If you owe the IRS more than you can afford to pay, Form 433-A will likely become one of the most important documents in your tax resolution case. This Collection Information Statement is the IRS’s tool for understanding your complete financial picture—and it directly determines what resolution options are available to you, from installment agreements to offers in compromise to currently not collectible status.
At the Law Office of Pietro Canestrelli, we’ve completed hundreds of Form 433-A submissions for California taxpayers facing IRS collection action. As a former IRS agent, Pietro Canestrelli knows exactly how IRS Collection officers review these forms and what common mistakes lead to rejected applications or unfavorable collection decisions. This comprehensive guide walks you through every section of Form 433-A, explains what the IRS is looking for, and helps you present your financial situation accurately and effectively.
What Is Form 433-A and When Is It Required?
Form 433-A (Collection Information Statement for Wage Earners and Self-Employed Individuals) is the IRS’s comprehensive financial disclosure form for individual taxpayers.
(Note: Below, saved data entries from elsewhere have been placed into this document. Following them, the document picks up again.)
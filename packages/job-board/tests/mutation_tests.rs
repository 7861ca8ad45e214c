//! Create, update, delete and form submission against the mock jobs API.

mod common;

use common::*;
use job_board::domains::board::{
    CREATE_FAILED_MESSAGE, DELETE_CONFIRM_QUESTION, DELETE_FAILED_MESSAGE, UPDATE_FAILED_MESSAGE,
};
use job_board::kernel::{JobCall, JobOp, MockJobService, RecordingPrompter, TestDependencies};
use job_board::{
    DeleteOutcome, Editor, JobDraft, JobId, JobPatch, JobStatus, JobStore, NewJob, SubmitOutcome,
};

fn new_job() -> NewJob {
    NewJob {
        title: "Platform Engineer".to_string(),
        company: "Globex".to_string(),
        url: Some("https://globex.example/jobs/7".to_string()),
        referral_info: None,
        hiring_manager_links: vec!["linkedin.com/in/hm".to_string()],
        status: Some(JobStatus::Opportunities),
    }
}

// =============================================================================
// Create
// =============================================================================

#[tokio::test]
async fn create_appends_server_record() {
    let deps = TestDependencies::new();
    let board = deps.board_with(single_job_store());

    let created = board.mutations().create(new_job()).await.unwrap();

    let snapshot = board.store().snapshot();
    assert_eq!(snapshot.len(), 2);
    assert_eq!(created.id, JobId::new("mock-1"));
    assert_eq!(snapshot.jobs().last(), Some(&created));
    assert_eq!(created.title, "Platform Engineer");
    assert_eq!(deps.service.calls(), vec![JobCall::Create(new_job())]);
}

#[tokio::test(flavor = "multi_thread", worker_threads = 8)]
async fn concurrent_completions_keep_every_write() {
    let base: Vec<_> = (0..2000)
        .map(|n| job(&n.to_string(), JobStatus::Applied))
        .collect();
    let deps = TestDependencies::new().with_service(MockJobService::new().with_jobs(base.clone()));
    let board = deps.board_with(JobStore::new(base));

    for round in 0..10 {
        let mut tasks = Vec::new();
        for n in 0..8 {
            let creator = board.clone();
            tasks.push(tokio::spawn(async move {
                creator.mutations().create(new_job()).await.is_some()
            }));
            let board = board.clone();
            let id = JobId::new((round * 8 + n).to_string());
            tasks.push(tokio::spawn(async move {
                board.mutations().delete(&id).await == DeleteOutcome::Deleted
            }));
        }
        for task in tasks {
            assert!(task.await.unwrap());
        }

        let snapshot = board.store().snapshot();
        assert_eq!(snapshot.len(), 2000);
        for n in 0..(round + 1) * 8 {
            assert!(!snapshot.contains(&JobId::new(n.to_string())));
        }
        assert_eq!(
            snapshot.column(JobStatus::Opportunities).len(),
            (round + 1) * 8
        );
    }
    assert!(deps.prompter.notifications().is_empty());
}

#[tokio::test]
async fn create_accepts_any_initial_status() {
    let deps = TestDependencies::new();
    let board = deps.board();

    let mut job = new_job();
    job.status = Some(JobStatus::HiringManagers);
    let created = board.mutations().create(job).await.unwrap();

    assert_eq!(created.status, JobStatus::HiringManagers);
    assert_eq!(
        board.store().snapshot().column(JobStatus::HiringManagers).len(),
        1
    );
}

#[tokio::test]
async fn failed_create_leaves_store_unchanged() {
    let deps = TestDependencies::new()
        .with_service(MockJobService::new().failing(JobOp::Create));
    let board = deps.board_with(single_job_store());

    let created = board.mutations().create(new_job()).await;

    assert!(created.is_none());
    assert_eq!(board.store().snapshot(), single_job_store());
    assert_eq!(board.store().revision(), 0);
    assert_eq!(
        deps.prompter.notifications(),
        vec![CREATE_FAILED_MESSAGE.to_string()]
    );
}

// =============================================================================
// Update
// =============================================================================

#[tokio::test]
async fn update_replaces_entry_with_server_record() {
    let mut server_copy = opportunity_a();
    server_copy.referral_info = Some("From the server".to_string());
    let deps = TestDependencies::new()
        .with_service(MockJobService::new().with_jobs(vec![server_copy]));
    let board = deps.board_with(single_job_store());

    let patch = JobPatch {
        title: Some("A (Senior)".to_string()),
        ..Default::default()
    };
    let updated = board.mutations().update(&"1".into(), patch).await.unwrap();

    let stored = board.store().snapshot().get(&"1".into()).cloned().unwrap();
    assert_eq!(stored, updated);
    assert_eq!(stored.title, "A (Senior)");
    // Full replacement: fields only the server knew about come along
    assert_eq!(stored.referral_info.as_deref(), Some("From the server"));
}

#[tokio::test]
async fn failed_update_leaves_store_unchanged() {
    let deps = TestDependencies::new().with_service(
        MockJobService::new()
            .with_jobs(vec![opportunity_a()])
            .failing(JobOp::Update),
    );
    let board = deps.board_with(single_job_store());

    let updated = board
        .mutations()
        .update(&"1".into(), JobPatch::status(JobStatus::Archived))
        .await;

    assert!(updated.is_none());
    assert_eq!(board.store().snapshot(), single_job_store());
    assert_eq!(
        deps.prompter.notifications(),
        vec![UPDATE_FAILED_MESSAGE.to_string()]
    );
}

// =============================================================================
// Delete
// =============================================================================

#[tokio::test]
async fn declined_delete_sends_nothing() {
    let deps = TestDependencies::new().with_prompter(RecordingPrompter::answering(false));
    let board = deps.board_with(single_job_store());

    let outcome = board.mutations().delete(&"1".into()).await;

    assert_eq!(outcome, DeleteOutcome::Declined);
    assert_eq!(deps.service.call_count(), 0);
    assert_eq!(board.store().snapshot(), single_job_store());
    assert_eq!(
        deps.prompter.questions(),
        vec![DELETE_CONFIRM_QUESTION.to_string()]
    );
}

#[tokio::test]
async fn confirmed_delete_removes_job() {
    let deps = TestDependencies::new()
        .with_service(MockJobService::new().with_jobs(vec![opportunity_a()]));
    let board = deps.board_with(single_job_store());

    let outcome = board.mutations().delete(&"1".into()).await;

    assert_eq!(outcome, DeleteOutcome::Deleted);
    assert!(!board.store().snapshot().contains(&"1".into()));
    assert_eq!(deps.service.calls(), vec![JobCall::Delete("1".into())]);
    assert!(deps.service.records().is_empty());
}

#[tokio::test]
async fn failed_delete_leaves_store_unchanged() {
    let deps = TestDependencies::new().with_service(
        MockJobService::new()
            .with_jobs(vec![opportunity_a()])
            .failing(JobOp::Delete),
    );
    let board = deps.board_with(single_job_store());

    let outcome = board.mutations().delete(&"1".into()).await;

    assert_eq!(outcome, DeleteOutcome::Failed);
    assert_eq!(board.store().snapshot(), single_job_store());
    assert_eq!(
        deps.prompter.notifications(),
        vec![DELETE_FAILED_MESSAGE.to_string()]
    );
}

#[tokio::test]
async fn each_delete_asks_again() {
    let deps = TestDependencies::new()
        .with_service(MockJobService::new().with_jobs(mixed_store().jobs().to_vec()))
        .with_prompter(RecordingPrompter::answering(true).then_answer(false));
    let board = deps.board_with(mixed_store());

    assert_eq!(
        board.mutations().delete(&"2".into()).await,
        DeleteOutcome::Declined
    );
    assert_eq!(
        board.mutations().delete(&"2".into()).await,
        DeleteOutcome::Deleted
    );
    assert_eq!(deps.prompter.questions().len(), 2);
    assert_eq!(board.store().snapshot().len(), 3);
}

// =============================================================================
// Form submission
// =============================================================================

#[tokio::test]
async fn submit_while_adding_creates_in_that_column_and_closes() {
    let deps = TestDependencies::new();
    let board = deps.board();
    let mut editor = Editor::default();
    editor.open_add(JobStatus::Opportunities);

    let mut draft = editor.draft();
    draft.title = "Data Engineer".to_string();
    draft.company = "Initech".to_string();
    draft.set_link(0, "  ");
    draft.add_link();
    draft.set_link(1, "linkedin.com/in/lumbergh");

    let outcome = board.mutations().submit(&mut editor, &draft).await;

    let SubmitOutcome::Created(job) = outcome.clone() else {
        panic!("expected a created job, got {:?}", outcome);
    };
    assert_eq!(job.status, JobStatus::Opportunities);
    assert_eq!(job.hiring_manager_links, vec!["linkedin.com/in/lumbergh"]);
    assert_eq!(job.url, None);
    assert_eq!(editor, Editor::Closed);
    assert_eq!(board.store().snapshot().len(), 1);
}

#[tokio::test]
async fn submit_while_editing_updates_and_closes() {
    let deps = TestDependencies::new()
        .with_service(MockJobService::new().with_jobs(vec![opportunity_a()]));
    let board = deps.board_with(single_job_store());
    let mut editor = Editor::default();
    editor.open_edit(opportunity_a());

    let mut draft = editor.draft();
    draft.company = "B Corp".to_string();

    let outcome = board.mutations().submit(&mut editor, &draft).await;

    assert!(matches!(outcome, SubmitOutcome::Updated(ref j) if j.company == "B Corp"));
    assert_eq!(editor, Editor::Closed);
    assert_eq!(
        board.store().snapshot().get(&"1".into()).unwrap().company,
        "B Corp"
    );
    assert!(matches!(
        deps.service.calls().as_slice(),
        [JobCall::Update(id, patch)] if id.as_str() == "1" && patch.status.is_none()
    ));
}

#[tokio::test]
async fn failed_submit_still_closes_editor() {
    let deps = TestDependencies::new()
        .with_service(MockJobService::new().failing(JobOp::Create));
    let board = deps.board();
    let mut editor = Editor::default();
    editor.open_add(JobStatus::Opportunities);

    let draft = JobDraft {
        title: "QA".to_string(),
        company: "Hooli".to_string(),
        ..JobDraft::blank()
    };
    let outcome = board.mutations().submit(&mut editor, &draft).await;

    assert_eq!(outcome, SubmitOutcome::Failed);
    assert!(!editor.is_open());
    assert_eq!(board.store().snapshot(), JobStore::default());
    assert_eq!(
        deps.prompter.notifications(),
        vec![CREATE_FAILED_MESSAGE.to_string()]
    );
}

#[tokio::test]
async fn submit_with_closed_editor_sends_nothing() {
    let deps = TestDependencies::new();
    let board = deps.board();
    let mut editor = Editor::Closed;

    let outcome = board
        .mutations()
        .submit(&mut editor, &JobDraft::blank())
        .await;

    assert_eq!(outcome, SubmitOutcome::NotOpen);
    assert_eq!(deps.service.call_count(), 0);
}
The IRS uses this form to:
- Evaluate your ability to pay outstanding tax debt
- Determine appropriate collection alternatives
- Calculate the terms of installment agreements
- Assess offer in compromise submissions
- Decide whether to place accounts in currently not collectible status
When You’ll Need to Complete Form 433-A
The IRS typically requires Form 433-A when:
- You owe more than $50,000 and want an installment agreement
- You’re applying for an offer in compromise
- You’re requesting currently not collectible status
- You’re requesting penalty abatement based on financial hardship
- A Revenue Officer is assigned to your case
- You need to negotiate release of a levy or lien
For debts under $50,000, streamlined installment agreements may be available without full Form 433-A completion. Our guide on handling significant IRS tax debt explains the different thresholds and options.
Overview of Form 433-A Sections
Form 433-A is extensive—typically 6-8 pages depending on your situation. The form is divided into these major sections:
- Section 1: Personal Information
- Section 2: Employment Information (for wage earners)
- Section 3: Personal Asset Information
- Section 4: Business Information (for self-employed)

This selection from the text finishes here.